Serrette was Vice President of CWA Local 1101 in New York City. He led the longest and most militant strike against the New York Telephone company, which lasted seven months (July 14, 1971, through February 16, 1972). In 1972 (while Vice President of the Local), Serrette (among other black leaders) sought for the AFL-CIO to recognize the Coalition of Black Trade Unionists (CBTU).

He also was the CWA’s Education Specialist, and in 2002 was the president of the United Association for Labor Education.

As a longtime activist and trade unionist, Serrette led struggles in the Harlem community against the closing of Sydenham Hospital, and chaired the Committee to save the Schomburg Center for Research in Black Culture.

== 1984 presidential run ==

Serrette’s presidential campaign began in 1983, four months before Jesse Jackson’s campaign began. At the time, he was working as a technician for the New York Telephone Company, and had been active with the union for over 20 years (especially organizing black workers). He was also divorced with seven children ages 1 to 22. Serrette took a leave from his job, running the campaign from his small apartment on West 102nd Street in New York.

Serrette was first recruited as a presidential candidate by the Consumer Party of Pennsylvania's chairman, Max Weiner. He was later recruited by Peter Diamondstone, chairman of the Liberty Union Party of Vermont.
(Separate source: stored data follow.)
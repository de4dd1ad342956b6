//! Rolling Sharpe ratio and rolling beta over a trailing window.

use crate::{
    metrics::sharpe_ratio,
    rate::RiskFreeRate,
    returns::AlignedReturns,
    stats::{checked_ratio, dispersion_variance, sample_covariance},
};
use chrono::NaiveDate;
use ndarray::s;
use serde::{Deserialize, Serialize};
use thiserror::Error;
use tracing::debug;

/// Rolling analysis errors
#[derive(Debug, Error, PartialEq, Eq)]
pub enum RollingError {
    /// Window too short for a sample deviation
    #[error("Rolling window must cover at least 2 observations, got {window}")]
    InvalidWindow {
        /// Requested window length
        window: usize,
    },
}

/// Statistics of the window ending at `date`
#[derive(Debug, Clone, Copy, PartialEq, Serialize, Deserialize)]
pub struct RollingPoint {
    /// Last date of the window
    pub date: NaiveDate,
    /// Per-period Sharpe ratio of the asset over the window
    pub sharpe: f64,
    /// Asset beta to the benchmark over the window
    pub beta: f64,
}

/// Rolling statistics for every full window with finite values
#[derive(Debug, Clone, PartialEq, Serialize, Deserialize)]
pub struct RollingMetrics {
    /// Window length
    pub window: usize,
    /// Retained windows in date order
    pub points: Vec<RollingPoint>,
    /// Full windows dropped because a statistic was undefined
    pub degenerate_windows: usize,
}

impl RollingMetrics {
    /// Number of retained windows.
    pub fn len(&self) -> usize {
        self.points.len()
    }

    /// Whether no window was retained.
    pub fn is_empty(&self) -> bool {
        self.points.is_empty()
    }
}

/// Trailing-window analyzer
#[derive(Debug, Clone, Copy)]
pub struct RollingAnalyzer {
    window: usize,
    risk_free: RiskFreeRate,
}

impl RollingAnalyzer {
    /// Create an analyzer for windows of `window` observations.
    ///
    /// # Errors
    ///
    /// Returns [`RollingError::InvalidWindow`] if `window < 2`.
    pub const fn new(window: usize, risk_free: RiskFreeRate) -> Result<Self, RollingError> {
        if window < 2 {
            return Err(RollingError::InvalidWindow { window });
        }
        Ok(Self { window, risk_free })
    }

    /// Window length.
    pub const fn window(&self) -> usize {
        self.window
    }

    /// Compute statistics for each window `[t - W + 1, t]`.
    ///
    /// A series shorter than the window yields no points.
    pub fn analyze(&self, aligned: &AlignedReturns) -> RollingMetrics {
        let w = self.window;
        let n = aligned.len();
        let rf = self.risk_free.per_period();
        let mut points = Vec::with_capacity((n + 1).saturating_sub(w));
        let mut degenerate_windows = 0;

        for end in w..=n {
            let asset = aligned.asset().slice(s![end - w..end]);
            let market = aligned.market().slice(s![end - w..end]);

            let sharpe = sharpe_ratio(asset, rf);
            let beta = dispersion_variance(market)
                .and_then(|var| checked_ratio(sample_covariance(asset, market)?, var));

            match (sharpe, beta) {
                (Some(sharpe), Some(beta)) => points.push(RollingPoint {
                    date: aligned.dates()[end - 1],
                    sharpe,
                    beta,
                }),
                _ => degenerate_windows += 1,
            }
        }

        debug!(
            window = w,
            points = points.len(),
            degenerate_windows,
            "computed rolling metrics"
        );

        RollingMetrics {
            window: w,
            points,
            degenerate_windows,
        }
    }
}

#[cfg(test)]
mod tests {
    use super::*;
    use crate::returns::{ReturnSeries, align};
    use approx::assert_relative_eq;
    use ndarray::array;
    use rand::rngs::StdRng;
    use rand::{Rng, SeedableRng};

    fn day(i: usize) -> NaiveDate {
        NaiveDate::from_ymd_opt(2022, 1, 3).unwrap() + chrono::Days::new(i as u64)
    }

    fn aligned(asset: &[f64], market: &[f64]) -> AlignedReturns {
        align(
            &ReturnSeries::from_observations(asset.iter().enumerate().map(|(i, v)| (day(i), *v))),
            &ReturnSeries::from_observations(market.iter().enumerate().map(|(i, v)| (day(i), *v))),
        )
        .unwrap()
    }

    fn zero_rate() -> RiskFreeRate {
        RiskFreeRate::from_annual(0.0, 252)
    }

    #[test]
    fn test_window_below_two_is_rejected() {
        assert_eq!(
            RollingAnalyzer::new(1, zero_rate()).unwrap_err(),
            RollingError::InvalidWindow { window: 1 }
        );
        assert!(RollingAnalyzer::new(2, zero_rate()).is_ok());
    }

    #[test]
    fn test_length_for_random_series() {
        let mut rng = StdRng::seed_from_u64(42);
        let n = 120;
        let asset: Vec<f64> = (0..n).map(|_| rng.gen_range(-0.03..0.03)).collect();
        let market: Vec<f64> = (0..n).map(|_| rng.gen_range(-0.02..0.02)).collect();
        let data = aligned(&asset, &market);

        for w in [2, 5, 20, 60, 120] {
            let rolling = RollingAnalyzer::new(w, zero_rate()).unwrap().analyze(&data);
            assert_eq!(rolling.len(), n - w + 1);
            assert_eq!(rolling.degenerate_windows, 0);
            assert_eq!(rolling.points.last().unwrap().date, day(n - 1));
            assert_eq!(rolling.points[0].date, day(w - 1));
        }
    }

    #[test]
    fn test_window_longer_than_series_is_empty() {
        let data = aligned(&[0.01, 0.02, -0.01], &[0.01, 0.0, 0.02]);
        let rolling = RollingAnalyzer::new(4, zero_rate()).unwrap().analyze(&data);
        assert!(rolling.is_empty());
        assert_eq!(rolling.degenerate_windows, 0);
    }

    #[test]
    fn test_window_values() {
        let asset = [0.01, 0.03, -0.02, 0.02];
        let market = [0.005, 0.02, -0.01, 0.01];
        let data = aligned(&asset, &market);
        let rolling = RollingAnalyzer::new(3, zero_rate()).unwrap().analyze(&data);
        assert_eq!(rolling.len(), 2);

        let last_asset = array![0.03, -0.02, 0.02];
        let last_market = array![0.02, -0.01, 0.01];
        let point = rolling.points[1];
        assert_relative_eq!(
            point.sharpe,
            last_asset.mean().unwrap() / last_asset.std(1.0),
            epsilon = 1e-12
        );
        assert_relative_eq!(
            point.beta,
            sample_covariance(last_asset.view(), last_market.view()).unwrap()
                / last_market.var(1.0),
            epsilon = 1e-12
        );
    }

    #[test]
    fn test_sharpe_subtracts_risk_free_rate() {
        let asset = [0.01, 0.03, -0.02, 0.02];
        let market = [0.005, 0.02, -0.01, 0.01];
        let rate = RiskFreeRate::from_annual(0.06, 252);
        let rolling = RollingAnalyzer::new(3, rate)
            .unwrap()
            .analyze(&aligned(&asset, &market));

        let first = array![0.01, 0.03, -0.02];
        let rf = rate.per_period();
        assert!(rf > 0.0);
        assert_relative_eq!(
            rolling.points[0].sharpe,
            (first.mean().unwrap() - rf) / first.std(1.0),
            epsilon = 1e-12
        );
        assert!(rolling.points[0].sharpe < first.mean().unwrap() / first.std(1.0));
    }

    #[test]
    fn test_constant_growth_market_windows_are_dropped() {
        let market_prices: Vec<f64> = (0..9).map(|i| 100.0 * 1.01_f64.powi(i)).collect();
        let market: Vec<f64> = market_prices.windows(2).map(|w| w[1] / w[0] - 1.0).collect();
        let asset = [0.012, -0.004, 0.021, 0.003, -0.015, 0.009, 0.017, -0.006];
        let data = aligned(&asset, &market);

        let rolling = RollingAnalyzer::new(3, zero_rate()).unwrap().analyze(&data);
        assert!(rolling.is_empty());
        assert_eq!(rolling.degenerate_windows, 6);
    }

    #[test]
    fn test_flat_market_windows_are_dropped() {
        let asset = [0.01, 0.03, -0.02, 0.02, 0.01];
        let market = [0.5, 0.5, 0.5, 0.01, 0.02];
        let data = aligned(&asset, &market);
        let rolling = RollingAnalyzer::new(3, zero_rate()).unwrap().analyze(&data);

        assert_eq!(rolling.degenerate_windows, 1);
        assert_eq!(rolling.len(), 2);
        assert_eq!(rolling.points[0].date, day(3));
    }
}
Serrette believed that only an independent party (not working with either major party) could make the changes needed to help black people. Serrette described his platform as “people before profits”, favoring a “jobs-for-all” policy, and providing additional support for housing, health care, and social programs.

His goal was not to win the election, but more to help draw voters away from the major parties. Serrette also sought to help build a black-led party, which could nominate Jesse Jackson for president in the 1988 election.

His campaign was grassroots, where he met many voters in their homes. Serrette gained support in Chicago and Mississippi. As a presidential candidate, his running mate was Nancy Ross, a Jewish activist and former schoolteacher from Queens who ran for Governor in 1982.

He was on the ballot in 33 states and received 46,809 votes in the 1984 Presidential election, or .05 percent of the popular vote. Serrette was critical of the New Alliance Party and their operations after the election and left the group.